BitTorrent is an Auction: Analyzing and Improving BitTorrent's Incentives

By: 
Dave Levin, Katrina LaCurts, Neil Spring, and Bobby Bhattacharjee
Appears in: 
CCR October 2008

Incentives play a crucial role in BitTorrent, motivating users to upload to others to achieve fast download times for all peers. Though long believed to be robust to strategic manipulation, recent work has empirically shown that BitTorrent does not provide its users incentive to follow the protocol. We propose an auction-based model to study and improve upon BitTorrent’s incentives. The insight behind our model is that BitTorrent uses, not tit-for-tat as widely believed, but an auction to decide which peers to serve. Our model not only captures known, performance-improving strategies, it shapes our thinking toward new, effective strategies.
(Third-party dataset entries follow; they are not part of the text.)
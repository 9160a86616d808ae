//! Smart casts reported for expressions.

use std::sync::Arc;

use semfacade::base::standard;
use semfacade::hir::AnalysisSession;
use semfacade::ide::{AnalysisHost, smart_cast_info};
use semfacade::model::{RecordedOracle, SemType, TypeProjection};
use semfacade::parser::{SyntaxKind, SyntaxNode, TextRange};

use crate::helpers::host_helpers::{file_id, jvm_settings};

const TEXT: &str = "fun f(x: Any) {\n    x\n}";

fn x_range() -> TextRange {
    let start = TEXT.rfind('x').unwrap() as u32;
    TextRange::at(start.into(), 1.into())
}

fn x_node(session: &AnalysisSession) -> SyntaxNode {
    session
        .file_by_path("a.kt")
        .unwrap()
        .root()
        .descendants()
        .find(|n| n.kind() == SyntaxKind::NAME_REF && n.text_range() == x_range())
        .unwrap()
}

fn session_with_casts(types: Vec<SemType>) -> (AnalysisHost, AnalysisSession) {
    let oracle = Arc::new(RecordedOracle::new());
    oracle.record_smart_cast("a.kt", x_range(), types, true);
    let mut host = AnalysisHost::with_oracle(jvm_settings(), oracle);
    host.set_file_text("a.kt", TEXT);
    let session = host.analysis_session();
    (host, session)
}

#[test]
fn test_int_and_comparable_intersect_under_default_settings() {
    let int = SemType::class(standard::int());
    let comparable = SemType::class_with(standard::comparable(), vec![TypeProjection::invariant(int.clone())]);
    let (_host, session) = session_with_casts(vec![comparable, int]);
    assert!(session.language_settings().enabled_features.is_empty());

    let info = smart_cast_info(&session, file_id(&session, "a.kt"), &x_node(&session)).unwrap();
    assert_eq!(info.ty.render(&session), "kotlin.Int");
    assert!(info.is_stable);
}

#[test]
fn test_order_of_narrowings_does_not_matter() {
    let int = SemType::class(standard::int());
    let comparable = SemType::class_with(standard::comparable(), vec![TypeProjection::invariant(int.clone())]);
    let (_host, session) = session_with_casts(vec![int, comparable]);
    let info = smart_cast_info(&session, file_id(&session, "a.kt"), &x_node(&session)).unwrap();
    assert_eq!(info.ty.render(&session), "kotlin.Int");
}

#[test]
fn test_no_narrowing_is_none() {
    let (_host, session) = session_with_casts(Vec::new());
    assert!(smart_cast_info(&session, file_id(&session, "a.kt"), &x_node(&session)).is_none());
}
//! Scopes: named, owned, session-bound collections of symbols.
//!
//! A leaf scope holds a producer that runs the first time the scope is
//! queried; its result is indexed by name in production order and kept for
//! the life of the scope. A composite scope is an ordered list of scopes:
//! a name lookup returns the hits of the first sub-scope that has any, so an
//! inner scope shadows an outer one. Names are never merged across
//! sub-scopes.

use std::cell::RefCell;
use std::fmt;
use std::rc::Rc;

use indexmap::IndexMap;
use once_cell::unsync::OnceCell;
use tracing::trace;

use super::session::AnalysisSession;
use super::symbols::{Symbol, SymbolKind};
use super::token::ValidityToken;
use crate::base::Name;

#[derive(Debug, Clone, Copy, PartialEq, Eq, Hash)]
pub enum ScopeKind {
    /// Everything callable on an instance, inherited members included
    Member,
    /// Only what the class itself declares
    DeclaredMember,
    /// Members produced by interface delegation
    Delegated,
    /// Static members and nested classifiers
    Static,
    File,
    /// Union of all fragments contributing to a package
    Package,
    /// Block, function and class levels of a lexical chain
    Lexical,
    /// Explicit and star imports of a file
    Import,
    DefaultImport,
    Composite,
    /// Members of a type (class type, or the bounds of a type parameter)
    Type,
}

type Producer = Box<dyn FnOnce(&AnalysisSession) -> Vec<Symbol>>;

enum ScopeBody {
    Leaf {
        pending: RefCell<Option<Producer>>,
        members: OnceCell<IndexMap<Name, Vec<Symbol>>>,
    },
    Composite(Vec<Scope>),
}

struct ScopeData {
    token: ValidityToken,
    kind: ScopeKind,
    owner: Option<Symbol>,
    body: ScopeBody,
}

#[derive(Clone)]
pub struct Scope(Rc<ScopeData>);

impl Scope {
    /// A scope whose symbols are produced on first use.
    pub(crate) fn lazy(
        session: &AnalysisSession,
        kind: ScopeKind,
        owner: Option<Symbol>,
        producer: impl FnOnce(&AnalysisSession) -> Vec<Symbol> + 'static,
    ) -> Self {
        Scope(Rc::new(ScopeData {
            token: session.token().clone(),
            kind,
            owner,
            body: ScopeBody::Leaf {
                pending: RefCell::new(Some(Box::new(producer))),
                members: OnceCell::new(),
            },
        }))
    }

    /// A scope over symbols already at hand.
    pub fn from_symbols(
        session: &AnalysisSession,
        kind: ScopeKind,
        owner: Option<Symbol>,
        symbols: Vec<Symbol>,
    ) -> Self {
        Self::lazy(session, kind, owner, move |_| symbols)
    }

    /// A scope whose symbols are known under the given names, which may
    /// differ from their declared ones (import aliases).
    pub(crate) fn from_named(
        session: &AnalysisSession,
        kind: ScopeKind,
        owner: Option<Symbol>,
        entries: Vec<(Name, Symbol)>,
    ) -> Self {
        let mut indexed: IndexMap<Name, Vec<Symbol>> = IndexMap::new();
        for (name, symbol) in entries {
            indexed.entry(name).or_default().push(symbol);
        }
        Scope(Rc::new(ScopeData {
            token: session.token().clone(),
            kind,
            owner,
            body: ScopeBody::Leaf {
                pending: RefCell::new(None),
                members: OnceCell::from(indexed),
            },
        }))
    }

    pub fn empty(session: &AnalysisSession, kind: ScopeKind) -> Self {
        Self::from_symbols(session, kind, None, Vec::new())
    }

    /// Ordered union of `scopes`; earlier scopes shadow later ones.
    pub fn composite(session: &AnalysisSession, owner: Option<Symbol>, scopes: Vec<Scope>) -> Self {
        for scope in &scopes {
            session.assert_accessible(&scope.0.token);
        }
        Scope(Rc::new(ScopeData {
            token: session.token().clone(),
            kind: ScopeKind::Composite,
            owner,
            body: ScopeBody::Composite(scopes),
        }))
    }

    pub fn token(&self) -> &ValidityToken {
        &self.0.token
    }

    pub fn kind(&self, session: &AnalysisSession) -> ScopeKind {
        session.assert_accessible(&self.0.token);
        self.0.kind
    }

    pub fn owner(&self, session: &AnalysisSession) -> Option<Symbol> {
        session.assert_accessible(&self.0.token);
        self.0.owner.clone()
    }

    /// Sub-scopes of a composite scope.
    pub fn sub_scopes(&self, session: &AnalysisSession) -> &[Scope] {
        session.assert_accessible(&self.0.token);
        match &self.0.body {
            ScopeBody::Composite(scopes) => scopes,
            ScopeBody::Leaf { .. } => &[],
        }
    }

    /// Every symbol, in production order (sub-scope order for composites).
    pub fn symbols(&self, session: &AnalysisSession) -> Vec<Symbol> {
        session.assert_accessible(&self.0.token);
        match &self.0.body {
            ScopeBody::Leaf { pending, members } => materialize(session, self.0.kind, pending, members)
                .values()
                .flat_map(|symbols| symbols.iter().cloned())
                .collect(),
            ScopeBody::Composite(scopes) => scopes.iter().flat_map(|s| s.symbols(session)).collect(),
        }
    }

    /// Symbols called `name`; the first sub-scope with any hit wins.
    pub fn symbols_named(&self, session: &AnalysisSession, name: &Name) -> Vec<Symbol> {
        session.assert_accessible(&self.0.token);
        match &self.0.body {
            ScopeBody::Leaf { pending, members } => materialize(session, self.0.kind, pending, members)
                .get(name)
                .cloned()
                .unwrap_or_default(),
            ScopeBody::Composite(scopes) => scopes
                .iter()
                .map(|s| s.symbols_named(session, name))
                .find(|hits| !hits.is_empty())
                .unwrap_or_default(),
        }
    }

    /// Callables (functions, properties, constructors, variables).
    pub fn callables(&self, session: &AnalysisSession) -> Vec<Symbol> {
        self.symbols(session)
            .into_iter()
            .filter(|s| s.raw_kind().is_callable() || s.raw_kind() == SymbolKind::ValueParameter)
            .collect()
    }

    pub fn classifiers(&self, session: &AnalysisSession) -> Vec<Symbol> {
        self.symbols(session)
            .into_iter()
            .filter(|s| s.raw_kind().is_classifier())
            .collect()
    }

    /// Distinct names, first occurrence order.
    pub fn names(&self, session: &AnalysisSession) -> Vec<Name> {
        session.assert_accessible(&self.0.token);
        match &self.0.body {
            ScopeBody::Leaf { pending, members } => materialize(session, self.0.kind, pending, members)
                .keys()
                .cloned()
                .collect(),
            ScopeBody::Composite(scopes) => {
                let mut out: IndexMap<Name, ()> = IndexMap::new();
                for scope in scopes {
                    for name in scope.names(session) {
                        out.entry(name).or_insert(());
                    }
                }
                out.into_keys().collect()
            }
        }
    }

    pub fn contains(&self, session: &AnalysisSession, name: &Name) -> bool {
        !self.symbols_named(session, name).is_empty()
    }

    pub fn is_empty(&self, session: &AnalysisSession) -> bool {
        self.symbols(session).is_empty()
    }
}

fn materialize<'a>(
    session: &AnalysisSession,
    kind: ScopeKind,
    pending: &RefCell<Option<Producer>>,
    members: &'a OnceCell<IndexMap<Name, Vec<Symbol>>>,
) -> &'a IndexMap<Name, Vec<Symbol>> {
    members.get_or_init(|| {
        let producer = pending.borrow_mut().take();
        let symbols = producer.map(|p| p(session)).unwrap_or_default();
        let mut indexed: IndexMap<Name, Vec<Symbol>> = IndexMap::new();
        for symbol in symbols {
            indexed.entry(symbol.raw_name(session)).or_default().push(symbol);
        }
        trace!(?kind, names = indexed.len(), "scope materialized");
        indexed
    })
}

impl fmt::Debug for Scope {
    fn fmt(&self, f: &mut fmt::Formatter<'_>) -> fmt::Result {
        f.debug_struct("Scope")
            .field("kind", &self.0.kind)
            .field("owner", &self.0.owner)
            .finish_non_exhaustive()
    }
}

#[cfg(test)]
mod tests {
    use super::*;
    use crate::base::FqName;
    use crate::hir::testing::session_with;

    #[test]
    fn test_composite_inner_scope_shadows_outer() {
        let session = session_with(&[]);
        let inner_x = session.package_symbol(FqName::new("inner"));
        let outer_x = session.package_symbol(FqName::new("outer"));
        let outer_y = session.package_symbol(FqName::new("other"));
        let inner = Scope::from_named(&session, ScopeKind::Lexical, None, vec![(Name::new("x"), inner_x.clone())]);
        let outer = Scope::from_named(
            &session,
            ScopeKind::File,
            None,
            vec![(Name::new("x"), outer_x), (Name::new("y"), outer_y.clone())],
        );
        let composite = Scope::composite(&session, None, vec![inner, outer]);
        assert_eq!(composite.symbols_named(&session, &Name::new("x")), vec![inner_x]);
        assert_eq!(composite.symbols_named(&session, &Name::new("y")), vec![outer_y]);
        assert_eq!(composite.names(&session), vec![Name::new("x"), Name::new("y")]);
        assert_eq!(composite.symbols(&session).len(), 3);
    }

    #[test]
    fn test_lazy_scope_produces_once() {
        let session = session_with(&[]);
        let calls = Rc::new(std::cell::Cell::new(0));
        let counter = calls.clone();
        let scope = Scope::lazy(&session, ScopeKind::Package, None, move |s| {
            counter.set(counter.get() + 1);
            vec![s.package_symbol(FqName::new("a"))]
        });
        assert_eq!(calls.get(), 0);
        assert!(scope.contains(&session, &Name::new("a")));
        assert_eq!(scope.symbols(&session).len(), 1);
        assert_eq!(calls.get(), 1);
    }

    #[test]
    #[should_panic]
    fn test_scope_from_other_session_faults() {
        let first = session_with(&[]);
        let second = session_with(&[]);
        let scope = Scope::empty(&first, ScopeKind::File);
        scope.symbols(&second);
    }
}
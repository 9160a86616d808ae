//! # semfacade
//!
//! A session-scoped semantic facade over Kotlin-like source code and
//! compiled library declarations.
//!
//! ## Module Structure (dependency order)
//!
//! ```text
//! ide       → Query components and the AnalysisHost
//!   ↓
//! hir       → Session, Symbols, KTypes, Scopes, SymbolPointers
//!   ↓
//! model     → Oracle, module graph, type checker (+ reference impls)
//!   ↓
//! syntax    → ParsedFile, NodePtr, SourceAnchor
//!   ↓
//! parser    → Logos lexer, recursive-descent parser, rowan CST
//!   ↓
//! base      → Primitives (FileId, Name, FqName, ClassId, CallableId)
//! ```

// ============================================================================
// MODULES (dependency order: base → parser → syntax → model → hir → ide)
// ============================================================================

/// Foundation types: FileId, names and declaration ids
pub mod base;

/// Language settings
pub mod config;

/// Parser: Logos lexer, recursive-descent parser, rowan CST
pub mod parser;

/// Syntax: parsed files and stable node pointers
pub mod syntax;

/// Collaborators the facade resolves against
pub mod model;

/// Session-bound semantic model
pub mod hir;

/// Query components and the AnalysisHost
pub mod ide;

// Re-export foundation types
pub use base::{CallableId, ClassId, FileId, FqName, Name, TextRange, TextSize};
pub use config::{SettingsError, LanguageFeature, LanguageSettings, TargetPlatform};
pub use hir::{AnalysisSession, KType, Scope, ScopeKind, Symbol, SymbolKind, SymbolPointer, ValidityToken};
pub use ide::AnalysisHost;
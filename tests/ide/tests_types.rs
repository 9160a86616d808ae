//! Building, comparing and projecting types.

use rstest::rstest;
use semfacade::base::ClassId;
use semfacade::hir::KTypeProjection;
use semfacade::ide::{ClassTypeBuilder, build_class_type, is_equal, is_subtype_of, platform_type};
use semfacade::model::Variance;

use crate::helpers::host_helpers::{class, session_from_sources};
use crate::helpers::source_fixtures::SHAPES;

fn by_id(id: &str) -> ClassTypeBuilder {
    ClassTypeBuilder::ByClassId(ClassId::parse(id))
}

#[test]
fn test_build_generic_type() {
    let (_host, session) = session_from_sources(&[]);
    let string = build_class_type(&session, &by_id("kotlin/String"), &[], false);
    let list = build_class_type(
        &session,
        &by_id("kotlin/collections/List"),
        &[KTypeProjection::Projected { variance: Variance::Invariant, ty: string }],
        true,
    );
    assert_eq!(list.render(&session), "kotlin.collections.List<kotlin.String>?");
    assert!(list.can_be_null(&session));
}

#[test]
fn test_missing_class_builds_error_type() {
    let (_host, session) = session_from_sources(&[]);
    let missing = build_class_type(&session, &by_id("nowhere/Missing"), &[], false);
    assert!(missing.is_error(&session));
    assert!(missing.error_message(&session).unwrap().contains("descriptor not found"));
}

#[test]
fn test_source_subtyping() {
    let (_host, session) = session_from_sources(&[("shapes/Shape.kt", SHAPES)]);
    let circle = build_class_type(&session, &ClassTypeBuilder::BySymbol(class(&session, "shapes/Circle")), &[], false);
    let shape = build_class_type(&session, &by_id("shapes/Shape"), &[], false);
    assert!(is_subtype_of(&session, &circle, &shape));
    assert!(!is_subtype_of(&session, &shape, &circle));
    assert!(!is_subtype_of(&session, &shape.with_nullability(&session, true), &shape));
    assert!(is_equal(&session, &shape, &shape.clone()));
}

#[rstest]
#[case("kotlin/Int", false, "I", "int")]
#[case("kotlin/Int", true, "Ljava/lang/Integer;", "java.lang.Integer")]
#[case("kotlin/String", false, "Ljava/lang/String;", "java.lang.String")]
#[case("kotlin/Any", true, "Ljava/lang/Object;", "java.lang.Object")]
fn test_platform_types(#[case] id: &str, #[case] nullable: bool, #[case] descriptor: &str, #[case] rendered: &str) {
    let (_host, session) = session_from_sources(&[]);
    let ty = build_class_type(&session, &by_id(id), &[], nullable);
    let projected = platform_type(&session, &ty).unwrap();
    assert_eq!(projected.descriptor, descriptor);
    assert_eq!(projected.rendered, rendered);
}
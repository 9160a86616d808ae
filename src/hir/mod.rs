//! High-level IR (HIR): the session-bound semantic model.
//!
//! Everything here hangs off an [`AnalysisSession`]. Symbols, types and
//! scopes are cheap handles stamped with the session's [`ValidityToken`];
//! their accessors take the session and fault when the token does not match
//! or was invalidated.
//!
//! ## Layers
//!
//! ```text
//! db.rs        salsa inputs + parse_file          (incremental parsing)
//!     │
//!     ▼
//! session.rs   AnalysisSession                    (snapshot + oracle cache)
//!     │
//!     ├── symbols/   Symbol, SymbolKind          (source / metadata backed)
//!     ├── types.rs   KType
//!     ├── scope.rs   Scope
//!     ├── members.rs member, static, file and package scopes
//!     └── pointer.rs SymbolPointer               (cross-session identity)
//! ```

mod db;
mod members;
mod pointer;
mod scope;
mod session;
mod symbols;
mod token;
mod types;

pub use db::{FileText, ParsedText, RootDatabase, parse_file};
pub use pointer::{POINTER_FORMAT_VERSION, PointerError, StoredPointer, SymbolPointer};
pub use scope::{Scope, ScopeKind};
pub use session::{
    AnalysisSession, SessionError, SessionParts, is_non_local_declaration, non_local_container,
};
pub use symbols::{
    Symbol, SymbolKind, SymbolLocation, kind_for_node, kind_for_record, synthetic_java_properties,
};
pub use token::{ValidityError, ValidityToken};
pub use types::{KType, KTypeProjection};
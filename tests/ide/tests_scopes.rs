//! Member, file and import scopes.

use semfacade::base::{FqName, Name};
use semfacade::hir::ScopeKind;
use semfacade::ide::scope_provider;

use crate::helpers::host_helpers::{class, file_id, session_from_sources};
use crate::helpers::source_fixtures::{SERVICE, SHAPES};

#[test]
fn test_member_scope_includes_inherited_members() {
    let (_host, session) = session_from_sources(&[]);
    let list = class(&session, "kotlin/collections/List");
    let members = scope_provider::member_scope(&session, &list);
    assert!(members.contains(&session, &Name::new("get")));
    assert!(members.contains(&session, &Name::new("size")));
    let declared = scope_provider::declared_member_scope(&session, &list);
    assert!(!declared.contains(&session, &Name::new("size")));
}

#[test]
fn test_import_scopes() {
    let (_host, session) = session_from_sources(&[("shapes/Shape.kt", SHAPES), ("app/Service.kt", SERVICE)]);
    let file = file_id(&session, "app/Service.kt");

    let explicit = scope_provider::explicit_import_scope(&session, file);
    assert_eq!(explicit.kind(&session), ScopeKind::Import);
    assert!(explicit.contains(&session, &Name::new("Circle")));
    assert!(!explicit.contains(&session, &Name::new("Shape")));

    let star = scope_provider::star_import_scope(&session, file);
    assert!(star.contains(&session, &Name::new("listOf")));
}

#[test]
fn test_file_resolution_scope_layers() {
    let (_host, session) = session_from_sources(&[("shapes/Shape.kt", SHAPES), ("app/Service.kt", SERVICE)]);
    let file = file_id(&session, "app/Service.kt");
    let scope = scope_provider::file_resolution_scope(&session, file);
    assert_eq!(scope.kind(&session), ScopeKind::Composite);
    assert!(scope.contains(&session, &Name::new("Service")));
    assert!(scope.contains(&session, &Name::new("Circle")));
    assert!(scope.contains(&session, &Name::new("println")));
}

#[test]
fn test_package_scope_spans_files() {
    let (_host, session) = session_from_sources(&[
        ("shapes/Shape.kt", SHAPES),
        ("shapes/Square.kt", crate::helpers::source_fixtures::SQUARE),
    ]);
    let scope = scope_provider::package_scope(&session, &FqName::new("shapes"));
    for name in ["Shape", "Circle", "Empty", "Square"] {
        assert!(scope.contains(&session, &Name::new(name)), "missing {name}");
    }
}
For example, our analysis demonstrates, counter-intuitively, that BitTorrent peers have incentive to intelligently under-report what pieces of the file they have to their neighbors. We implement and evaluate a modification to BitTorrent in which peers reward one another with proportional shares of bandwidth. Within our game-theoretic model, we prove that a proportional-share client is strategy-proof. With experiments on PlanetLab, a local cluster, and live downloads, we show that a proportional-share unchoker yields faster downloads against BitTorrent and BitTyrant clients, and that underreporting pieces yields prolonged neighbor interest.